[Saved data entries]
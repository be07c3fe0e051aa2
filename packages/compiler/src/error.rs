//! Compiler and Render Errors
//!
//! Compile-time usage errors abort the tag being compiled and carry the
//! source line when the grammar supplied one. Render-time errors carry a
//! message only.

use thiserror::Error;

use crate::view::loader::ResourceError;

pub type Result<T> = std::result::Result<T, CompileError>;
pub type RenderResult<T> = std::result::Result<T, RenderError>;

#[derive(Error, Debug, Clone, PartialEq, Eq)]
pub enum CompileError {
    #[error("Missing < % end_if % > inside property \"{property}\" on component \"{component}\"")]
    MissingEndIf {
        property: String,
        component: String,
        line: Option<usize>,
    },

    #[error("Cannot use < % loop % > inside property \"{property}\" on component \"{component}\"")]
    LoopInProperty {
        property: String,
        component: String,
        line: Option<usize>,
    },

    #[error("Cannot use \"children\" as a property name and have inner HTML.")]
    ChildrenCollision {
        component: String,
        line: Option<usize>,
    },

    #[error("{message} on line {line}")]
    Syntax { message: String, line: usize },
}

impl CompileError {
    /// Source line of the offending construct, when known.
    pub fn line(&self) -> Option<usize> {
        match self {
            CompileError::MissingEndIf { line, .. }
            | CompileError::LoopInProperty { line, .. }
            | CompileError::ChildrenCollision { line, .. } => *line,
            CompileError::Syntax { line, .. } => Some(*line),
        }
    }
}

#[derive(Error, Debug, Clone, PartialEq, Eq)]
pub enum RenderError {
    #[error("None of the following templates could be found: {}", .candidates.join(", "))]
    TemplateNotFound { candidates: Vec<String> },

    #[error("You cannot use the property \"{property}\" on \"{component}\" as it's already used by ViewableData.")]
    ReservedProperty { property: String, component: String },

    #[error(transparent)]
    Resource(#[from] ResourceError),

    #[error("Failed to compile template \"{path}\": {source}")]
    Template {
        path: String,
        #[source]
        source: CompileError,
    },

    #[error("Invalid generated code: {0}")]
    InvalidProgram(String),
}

== What is needed ==
What you return must be the entries, given again word for word.

== Result of the exercise ==
repository be07c3fe0e051aa2
filename packages/compiler/src/error.rs
//! Compiler and Render Errors
//!
//! Compile-time usage errors abort the tag being compiled and carry the
//! source line when the grammar supplied one. Render-time errors carry a
//! message only.

use thiserror::Error;

use crate::view::loader::ResourceError;

pub type Result<T> = std::result::Result<T, CompileError>;
pub type RenderResult<T> = std::result::Result<T, RenderError>;

#[derive(Error, Debug, Clone, PartialEq, Eq)]
pub enum CompileError {
    #[error("Missing < % end_if % > inside property \"{property}\" on component \"{component}\"")]
    MissingEndIf {
        property: String,
        component: String,
        line: Option<usize>,
    },

    #[error("Cannot use < % loop % > inside property \"{property}\" on component \"{component}\"")]
    LoopInProperty {
        property: String,
        component: String,
        line: Option<usize>,
    },

    #[error("Cannot use \"children\" as a property name and have inner HTML.")]
    ChildrenCollision {
        component: String,
        line: Option<usize>,
    },

    #[error("{message} on line {line}")]
    Syntax { message: String, line: usize },
}

impl CompileError {
    /// Source line of the offending construct, when known.
    pub fn line(&self) -> Option<usize> {
        match self {
            CompileError::MissingEndIf { line, .. }
            | CompileError::LoopInProperty { line, .. }
            | CompileError::ChildrenCollision { line, .. } => *line,
            CompileError::Syntax { line, .. } => Some(*line),
        }
    }
}

#[derive(Error, Debug, Clone, PartialEq, Eq)]
pub enum RenderError {
    #[error("None of the following templates could be found: {}", .candidates.join(", "))]
    TemplateNotFound { candidates: Vec<String> },

    #[error("You cannot use the property \"{property}\" on \"{component}\" as it's already used by ViewableData.")]
    ReservedProperty { property: String, component: String },

    #[error(transparent)]
    Resource(#[from] ResourceError),

    #[error("Failed to compile template \"{path}\": {source}")]
    Template {
        path: String,
        #[source]
        source: CompileError,
    },

    #[error("Invalid generated code: {0}")]
    InvalidProgram(String),
}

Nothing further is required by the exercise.